Moreover, coding saves time. Often, typing commands into a file saves a lot of
time, especially if projects grow in the number of files, collaborators, or
complexity of analysis. Manually importing one data file into R may be
effortless. Importing 100 files is another issue, and the time costs of each
manual action add up quickly (and the probability for mistakes increases too).
Also, realize that **file names send messages** to coauthors and to your future self. This means
that if you name your files with evocative and descriptive names, your
collaborators are less likely to call you at midnight asking for help and you
will remove some regret from your future self and protect your friendships and
working relationships. For example, if you are studying inequality and protest,
you might try naming a file something like `inequality-and-protest-figures.R`
instead of `temp9.R` or `supercalifragilisticexpialidocious.R`. By the way,
the extension `.R` tells us and the operating system that the file contains R
commands. This part of the filename enables us to quickly search our antique
hard drives for files containing R scripts.^[We think that some method of
tagging files by the purpose of the file will continue help analysts find and organize their files for long after the idea of a computer mouse ceases to make sense.]
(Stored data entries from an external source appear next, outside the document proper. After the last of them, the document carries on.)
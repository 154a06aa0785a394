//! Command-line argument parsing for `farol`.
//!
//! The CLI is built on [`clap`] with derive macros. Running
//! `farol program.fa` parses, type-checks, and evaluates the program with
//! the strong strategy, printing solutions one per line. After each
//! solution the interpreter pauses at a `;` prompt: an empty line or `;`
//! asks for the next solution, `.` stops. `--all` disables the prompt.

use std::path::PathBuf;

use clap::Parser;

/// The farol interpreter.
#[derive(Parser, Debug)]
#[command(name = "farol")]
#[command(about = "Run a farol program", long_about = None)]
#[command(version)]
pub struct Cli {
    /// The program to run (a `.fa` file).
    pub input: PathBuf,

    /// Print every solution without pausing at the `;` prompt.
    #[arg(long)]
    pub all: bool,

    /// Stop after at most N solutions.
    #[arg(long, value_name = "N")]
    pub limit: Option<usize>,
}
//! farol - standalone binary.
//!
//! A thin wrapper around [`farol_cli::run_cli`], handling error display and
//! exit codes. All pipeline logic lives in the library crate for
//! testability.
//!
//! # Exit Codes
//!
//! - `0` - all requested solutions were produced
//! - `1` - a diagnostic was printed to stderr

fn main() {
    if let Err(message) = farol_cli::run_cli() {
        eprintln!("{}", message);
        std::process::exit(1);
    }
}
Coding helps us to avoid making mistakes. For example, in our example above we may
be interested in how many people protest. We may use a data file containing all
protests for several years. People often create a tabular display of this data
by copying the results manually to the working paper document. In copying we
can make mistakes. So a better approach is to automatically create the table (in the format you like, with
horizontal lines, 3 decimals, a title, etc) and save this table in whatever file
type you need (.tex. .pdf, .rtf, etc). Now when we obtain new data, a new table can be created
quickly, so we make less mistakes and save time!
For example, the following table was created entirely with code using R and the `xtable` package @dahl2016aa.\footnote{@beck2010reg inspired this particular presentation of a linear model.} We then read this table into the current file using the LaTeX command `\input{protesttable.tex}` which produces a nice looking table in pdf format.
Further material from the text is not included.